Une fois déployé sur un ordinateur, le rançongiciel Ragnar Locker vérifie d'abord si les paramètres régionaux du système sont définis sur l'un des 12 pays de la Communauté des États indépendants (CEI) et arrête de s'exécuter s'il y a une correspondance. Il s'agit d'une technique courante utilisée par les auteurs de rançongiciels des pays de l'ex-URSS pour éviter d'attirer l'attention des autorités locales de leur région. Le programme collecte ensuite des informations système, telles que le nom de l'ordinateur, le nom d'utilisateur, le GUID unique de la machine et crée une valeur de hachage qui sera utilisée comme identifiant pour la machine victime. Il parcourt ensuite tous les volumes de disque locaux et supprime les snapshots de volume pour empêcher une récupération facile des données.

Le logiciel malveillant commence alors à déchiffrer certaines sections de son binaire qui ont été chiffrées en RC4. Une section contient une liste de processus qui seront tués s'ils sont trouvés en cours d'exécution sur la machine. Ceux-ci incluent vss, sql, memtas, mepocs, sophos, veeam, backup, pulseway, logme, logmein, connectwise, splashtop, kaseya, vmcompute, Hyper-v, vmms et Dfs. Certains de ces processus sont associés à des outils d'assistance à distance ou à des services de sauvegarde de données. Une autre section - également chiffrée en RC4 - contient une clé publique RSA qui sera utilisée pour crypter les clés de chiffrement des fichiers. Le ransomware utilise l'algorithme de cryptage performant Salsa20 pour chiffrer les fichiers, à l'exception de ceux figurant sur une liste d'exclusion qui sont destinés à maintenir le système et tous les navigateurs installés opérationnels. Les fichiers chiffrés reçoivent le suffixe .ragnar_[nom d'ordinateur haché]. Enfin, la note de rançon est générée sous forme de fichier .txt et s'affiche en lançant un bloc-notes. Celui-c- contient des instructions sur la façon de contacter les attaquants ainsi qu'un avertissement indiquant que si aucun contact n'est établi dans les deux semaines, la clé de déchiffrement sera supprimée et tous les fichiers copiés à partir des ordinateurs de l'organisation seront rendus publics ou vendus.
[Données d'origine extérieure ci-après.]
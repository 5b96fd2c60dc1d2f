//! Display colour of a blackbody at a given temperature.
//!
//! The pipeline is: Planckian-locus chromaticity (Kim et al. cubic spline fit)
//! → CIE XYZ at unit luminance → linear sRGB → gamma-encoded sRGB.

use serde::{Deserialize, Serialize};

#[cfg(feature = "tsify")]
use tsify_next::Tsify;

/// Lower limit of the Planckian-locus fit; the cubic has no branch below it.
pub const MIN_LOCUS_TEMPERATURE_K: f64 = 1667.0;

/// CIE 1931 chromaticity coordinates.
#[derive(Debug, Clone, Copy, PartialEq)]
pub struct Chromaticity {
    pub x: f64,
    pub y: f64,
}

impl Chromaticity {
    /// Tristimulus values `[X, Y, Z]` at unit luminance `Y = 1`.
    ///
    /// `y = 0` has no defined XYZ; it maps to `X = Z = 0`.
    pub fn to_xyz(&self) -> [f64; 3] {
        let big_y = 1.0;
        if self.y == 0.0 {
            return [0.0, big_y, 0.0];
        }
        [
            self.x * big_y / self.y,
            big_y,
            (1.0 - self.x - self.y) * big_y / self.y,
        ]
    }
}

/// Chromaticity of a blackbody radiator at `kelvin`.
///
/// Temperatures below [`MIN_LOCUS_TEMPERATURE_K`] are raised to it. Above
/// 4000 K the hot branch is evaluated for any temperature. x switches branch
/// at 4000 K; y switches at 2222 K and 4000 K.
pub fn planckian_chromaticity(kelvin: f64) -> Chromaticity {
    let t = kelvin.max(MIN_LOCUS_TEMPERATURE_K);
    let (t2, t3) = (t * t, t * t * t);

    let x = if t <= 4000.0 {
        -0.2661239e9 / t3 - 0.2343580e6 / t2 + 0.8776956e3 / t + 0.179910
    } else {
        -3.0258469e9 / t3 + 2.1070379e6 / t2 + 0.2226347e3 / t + 0.240390
    };

    let (x2, x3) = (x * x, x * x * x);
    let y = if t <= 2222.0 {
        -1.1063814 * x3 - 1.34811020 * x2 + 2.18555832 * x - 0.20219683
    } else if t <= 4000.0 {
        -0.9549476 * x3 - 1.37418593 * x2 + 2.09137015 * x - 0.16748867
    } else {
        3.0817580 * x3 - 5.87338670 * x2 + 3.75112997 * x - 0.37001483
    };

    Chromaticity { x, y }
}

/// CIE XYZ → linear sRGB (D65) using the IEC 61966-2-1 matrix.
pub fn xyz_to_linear_srgb([x, y, z]: [f64; 3]) -> [f64; 3] {
    [
        3.2406 * x - 1.5372 * y - 0.4986 * z,
        -0.9689 * x + 1.8758 * y + 0.0415 * z,
        0.0557 * x - 0.2040 * y + 1.0570 * z,
    ]
}

/// Linear → encoded transfer function applied per channel.
#[derive(Debug, Clone, Copy, PartialEq, Eq, Default, Serialize, Deserialize)]
#[cfg_attr(feature = "tsify", derive(Tsify))]
#[cfg_attr(feature = "tsify", tsify(into_wasm_abi, from_wasm_abi))]
#[serde(rename_all = "camelCase")]
pub enum TransferCurve {
    /// Standard sRGB curve, power segment `c^(1/2.4)`.
    #[default]
    Srgb,
    /// sRGB shape with a squaring power segment, `c^2`.
    Squared,
}

impl TransferCurve {
    fn exponent(&self) -> f64 {
        match self {
            TransferCurve::Srgb => 1.0 / 2.4,
            TransferCurve::Squared => 2.0,
        }
    }

    /// Encode one linear channel value. Values are not clamped.
    pub fn encode(&self, linear: f64) -> f64 {
        if linear <= 0.0031308 {
            12.92 * linear
        } else {
            1.055 * linear.powf(self.exponent()) - 0.055
        }
    }
}

/// Gamma-encoded sRGB colour with unclamped floating point channels.
///
/// Channels are nominally in `[0, 1]` but exceed 1 for cool stars (red) and
/// hot stars (blue) because the blackbody is rendered at unit luminance.
#[derive(Debug, Clone, Copy, PartialEq, Serialize, Deserialize)]
#[cfg_attr(feature = "tsify", derive(Tsify))]
#[cfg_attr(feature = "tsify", tsify(into_wasm_abi, from_wasm_abi))]
pub struct StellarColor {
    pub r: f64,
    pub g: f64,
    pub b: f64,
}

impl StellarColor {
    pub fn new(r: f64, g: f64, b: f64) -> Self {
        Self { r, g, b }
    }

    /// Colour of a blackbody at `kelvin` with the standard sRGB curve.
    pub fn from_temperature(kelvin: f64) -> Self {
        Self::from_temperature_with(kelvin, TransferCurve::Srgb)
    }

    /// Colour of a blackbody at `kelvin` with an explicit transfer curve.
    pub fn from_temperature_with(kelvin: f64, curve: TransferCurve) -> Self {
        let xyz = planckian_chromaticity(kelvin).to_xyz();
        let [r, g, b] = xyz_to_linear_srgb(xyz);
        Self::new(curve.encode(r), curve.encode(g), curve.encode(b))
    }

    pub fn to_array(&self) -> [f64; 3] {
        [self.r, self.g, self.b]
    }

    /// Multiply every channel by `factor`.
    pub fn scaled(&self, factor: f64) -> Self {
        Self::new(self.r * factor, self.g * factor, self.b * factor)
    }

    /// Multiply each channel by its own weight.
    pub fn weighted(&self, [wr, wg, wb]: [f64; 3]) -> Self {
        Self::new(self.r * wr, self.g * wg, self.b * wb)
    }

    /// Channels restricted to `[0, 1]`.
    pub fn clamped(&self) -> Self {
        Self::new(
            self.r.clamp(0.0, 1.0),
            self.g.clamp(0.0, 1.0),
            self.b.clamp(0.0, 1.0),
        )
    }

    /// 8-bit channels after clamping.
    pub fn to_rgb8(&self) -> [u8; 3] {
        let c = self.clamped();
        [c.r, c.g, c.b].map(|v| (v * 255.0).round() as u8)
    }

    /// `#RRGGBB` after clamping.
    pub fn to_hex(&self) -> String {
        let [r, g, b] = self.to_rgb8();
        format!("#{:02X}{:02X}{:02X}", r, g, b)
    }
}

/// Free-function form of [`StellarColor::from_temperature`] returning `[r, g, b]`.
pub fn temperature_to_rgb(kelvin: f64) -> [f64; 3] {
    StellarColor::from_temperature(kelvin).to_array()
}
Les opérations OT continuellement perturbées

Selon un rapport publié ce mois-ci par la société de cybersécurité industrielle Dragos, 125 incidents de ransomwares ont été lancés par 23 groupes qui ont eu un impact sur les industriels au cours du deuxième trimestre 2022. Conti, un gang prolifique de ransomwares qui aurait arrêté ses opérations en mai, représentait environ un quart de ces attaques, mais d'autres groupes poursuivent clairement la tendance. L'Europe a été la région la plus touchée, avec 37 % des attaques, suivie des États-Unis avec 29 % et de l'Asie avec 26 %.
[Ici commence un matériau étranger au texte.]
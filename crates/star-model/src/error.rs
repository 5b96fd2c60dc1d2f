use thiserror::Error;

#[derive(Error, Debug)]
pub enum ModelError {
    #[error("Unknown axis '{0}': expected temperature, luminosity or radius")]
    UnknownAxis(String),

    #[error("Configuration error: {0}")]
    InvalidConfig(String),

    #[error("JSON error: {0}")]
    Json(#[from] serde_json::Error),
}

pub type ModelResult<T> = Result<T, ModelError>;
use serde::{Deserialize, Serialize};

use stellar::stefan_boltzmann;
use stellar::TransferCurve;
use units::{Luminosity, Radius, Temperature, SOLAR_RADIUS_1E5_KM};

use crate::limits::{self, Limits};

#[cfg(feature = "tsify")]
use tsify_next::Tsify;

/// Radius factor used by the legacy controls for R☉ ↔ 10⁵ km edits.
pub const LEGACY_RADIUS_1E5_KM: f64 = 6.6934;

/// Numeric conventions for the model's formulas.
///
/// `Consistent` keeps every relation exactly invertible: one radius factor,
/// the solar-unit Stefan–Boltzmann law and its fourth-root inverse, and the
/// standard sRGB curve.
///
/// `Legacy` reproduces the behaviour of the first interactive version of the
/// tool: 6.6934 for radius edits (but 6.9634 when the radius is recomputed),
/// the SI luminosity form, the linear temperature inverse and a squaring
/// colour curve.
#[derive(Debug, Clone, Copy, PartialEq, Eq, Default, Serialize, Deserialize)]
#[cfg_attr(feature = "tsify", derive(Tsify))]
#[cfg_attr(feature = "tsify", tsify(into_wasm_abi, from_wasm_abi))]
#[serde(rename_all = "camelCase")]
pub enum Conventions {
    #[default]
    Consistent,
    Legacy,
}

impl Conventions {
    /// 10⁵ km per solar radius for direct radius edits.
    pub fn radius_edit_factor(&self) -> f64 {
        match self {
            Conventions::Consistent => SOLAR_RADIUS_1E5_KM,
            Conventions::Legacy => LEGACY_RADIUS_1E5_KM,
        }
    }

    /// Edit range for radius entered in 10⁵ km.
    pub fn radius_1e5_km_limits(&self) -> Limits {
        match self {
            Conventions::Consistent => limits::SOLAR_RADIUS.scaled(self.radius_edit_factor()),
            Conventions::Legacy => limits::RADIUS_1E5_KM,
        }
    }

    /// 10⁵ km per solar radius when the resolver recomputes the radius.
    pub fn radius_recompute_factor(&self) -> f64 {
        SOLAR_RADIUS_1E5_KM
    }

    pub fn luminosity(&self, radius: Radius, temperature: Temperature) -> Luminosity {
        match self {
            Conventions::Consistent => stefan_boltzmann::luminosity(radius, temperature),
            Conventions::Legacy => stefan_boltzmann::luminosity_si(radius, temperature),
        }
    }

    pub fn radius(&self, luminosity: Luminosity, temperature: Temperature) -> Radius {
        stefan_boltzmann::radius(luminosity, temperature)
    }

    pub fn temperature(&self, luminosity: Luminosity, radius: Radius) -> Temperature {
        match self {
            Conventions::Consistent => stefan_boltzmann::temperature(luminosity, radius),
            Conventions::Legacy => stefan_boltzmann::temperature_linear(luminosity, radius),
        }
    }

    pub fn transfer_curve(&self) -> TransferCurve {
        match self {
            Conventions::Consistent => TransferCurve::Srgb,
            Conventions::Legacy => TransferCurve::Squared,
        }
    }
}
« Au troisième trimestre 2022, Dragos évalue avec une grande confiance que les ransomwares continueront de perturber les opérations OT [operational technology], que ce soit par l'intégration de processus de destruction OT dans des souches de ransomwares, des réseaux affaiblis (flattened) permettant aux ransomwares de se propager dans les environnements OT, ou par précaution avec la fermetures des environnements OT par les opérateurs pour empêcher toute propagation », a déclaré la société.